**Task description**
Which of the lines below hold "Result"? Please return each one.

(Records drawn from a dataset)
━━━

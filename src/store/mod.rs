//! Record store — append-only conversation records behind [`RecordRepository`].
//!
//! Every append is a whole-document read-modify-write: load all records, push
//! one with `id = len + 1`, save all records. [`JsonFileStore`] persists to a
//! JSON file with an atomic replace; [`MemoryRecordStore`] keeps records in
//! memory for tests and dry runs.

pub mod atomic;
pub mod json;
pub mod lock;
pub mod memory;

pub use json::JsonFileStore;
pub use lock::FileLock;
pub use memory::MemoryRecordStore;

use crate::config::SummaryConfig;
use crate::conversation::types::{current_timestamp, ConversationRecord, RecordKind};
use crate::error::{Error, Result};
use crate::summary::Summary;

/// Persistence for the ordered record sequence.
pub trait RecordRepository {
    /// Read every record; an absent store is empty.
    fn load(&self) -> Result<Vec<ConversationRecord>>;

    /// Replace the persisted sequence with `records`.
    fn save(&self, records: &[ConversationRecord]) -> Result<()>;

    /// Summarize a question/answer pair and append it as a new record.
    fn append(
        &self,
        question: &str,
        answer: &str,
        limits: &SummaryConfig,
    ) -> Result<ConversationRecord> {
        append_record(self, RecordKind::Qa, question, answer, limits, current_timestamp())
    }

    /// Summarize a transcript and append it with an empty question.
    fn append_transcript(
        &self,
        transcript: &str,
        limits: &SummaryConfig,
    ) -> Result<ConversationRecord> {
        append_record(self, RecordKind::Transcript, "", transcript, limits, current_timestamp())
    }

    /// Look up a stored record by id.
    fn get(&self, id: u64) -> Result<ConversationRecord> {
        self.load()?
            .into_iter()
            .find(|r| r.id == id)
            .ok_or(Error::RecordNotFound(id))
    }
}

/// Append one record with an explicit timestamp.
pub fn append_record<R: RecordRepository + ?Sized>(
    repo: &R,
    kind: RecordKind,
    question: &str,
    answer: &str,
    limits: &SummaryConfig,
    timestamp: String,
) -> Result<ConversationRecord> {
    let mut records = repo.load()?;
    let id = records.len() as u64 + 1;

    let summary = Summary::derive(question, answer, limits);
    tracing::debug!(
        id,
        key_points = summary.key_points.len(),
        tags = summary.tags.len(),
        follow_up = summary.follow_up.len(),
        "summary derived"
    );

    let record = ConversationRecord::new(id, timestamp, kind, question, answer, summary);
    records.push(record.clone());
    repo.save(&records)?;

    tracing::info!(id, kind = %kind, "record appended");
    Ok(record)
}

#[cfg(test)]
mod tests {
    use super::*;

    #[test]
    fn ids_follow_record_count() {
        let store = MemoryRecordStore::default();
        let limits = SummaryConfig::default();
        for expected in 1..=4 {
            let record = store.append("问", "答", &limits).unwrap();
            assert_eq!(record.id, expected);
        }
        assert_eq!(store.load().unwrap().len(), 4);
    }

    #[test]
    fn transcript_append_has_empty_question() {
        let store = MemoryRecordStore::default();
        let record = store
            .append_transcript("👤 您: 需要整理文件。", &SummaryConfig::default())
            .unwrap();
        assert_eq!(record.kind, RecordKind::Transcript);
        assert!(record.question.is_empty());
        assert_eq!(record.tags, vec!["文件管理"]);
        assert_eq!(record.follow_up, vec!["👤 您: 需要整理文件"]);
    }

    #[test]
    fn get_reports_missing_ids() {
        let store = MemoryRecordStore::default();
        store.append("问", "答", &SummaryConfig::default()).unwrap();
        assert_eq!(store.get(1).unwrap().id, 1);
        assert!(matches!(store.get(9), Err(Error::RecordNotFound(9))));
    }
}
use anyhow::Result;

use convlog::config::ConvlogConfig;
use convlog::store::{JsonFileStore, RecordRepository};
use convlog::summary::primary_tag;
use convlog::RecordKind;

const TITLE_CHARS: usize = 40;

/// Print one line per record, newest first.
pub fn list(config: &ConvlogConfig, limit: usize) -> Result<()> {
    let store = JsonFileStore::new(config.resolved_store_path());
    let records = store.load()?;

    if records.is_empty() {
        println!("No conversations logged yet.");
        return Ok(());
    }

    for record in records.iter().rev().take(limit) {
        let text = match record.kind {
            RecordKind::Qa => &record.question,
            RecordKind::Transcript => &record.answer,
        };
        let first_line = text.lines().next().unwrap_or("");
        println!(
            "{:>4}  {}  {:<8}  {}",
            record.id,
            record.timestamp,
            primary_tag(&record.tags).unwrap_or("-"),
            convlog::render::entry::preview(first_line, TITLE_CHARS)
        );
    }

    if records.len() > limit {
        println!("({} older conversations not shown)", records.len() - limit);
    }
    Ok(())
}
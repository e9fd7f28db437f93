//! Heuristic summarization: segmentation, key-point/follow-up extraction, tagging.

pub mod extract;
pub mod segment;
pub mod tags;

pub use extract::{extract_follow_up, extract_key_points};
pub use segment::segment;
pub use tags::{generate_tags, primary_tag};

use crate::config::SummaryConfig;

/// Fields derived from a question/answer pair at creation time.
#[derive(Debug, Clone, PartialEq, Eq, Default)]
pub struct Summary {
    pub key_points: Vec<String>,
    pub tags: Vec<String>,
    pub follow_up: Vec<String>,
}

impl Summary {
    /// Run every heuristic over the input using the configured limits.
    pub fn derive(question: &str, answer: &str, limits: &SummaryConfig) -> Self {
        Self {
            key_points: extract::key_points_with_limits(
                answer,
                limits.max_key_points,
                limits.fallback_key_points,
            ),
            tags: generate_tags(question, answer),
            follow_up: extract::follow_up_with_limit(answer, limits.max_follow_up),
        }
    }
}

━━━

**Completed task**
use crate::error::{Error, Result};
    fn load(&self) -> Result<Vec<ConversationRecord>>;
    fn save(&self, records: &[ConversationRecord]) -> Result<()>;
    ) -> Result<ConversationRecord> {
    ) -> Result<ConversationRecord> {
    fn get(&self, id: u64) -> Result<ConversationRecord> {
) -> Result<ConversationRecord> {
use anyhow::Result;
pub fn list(config: &ConvlogConfig, limit: usize) -> Result<()> {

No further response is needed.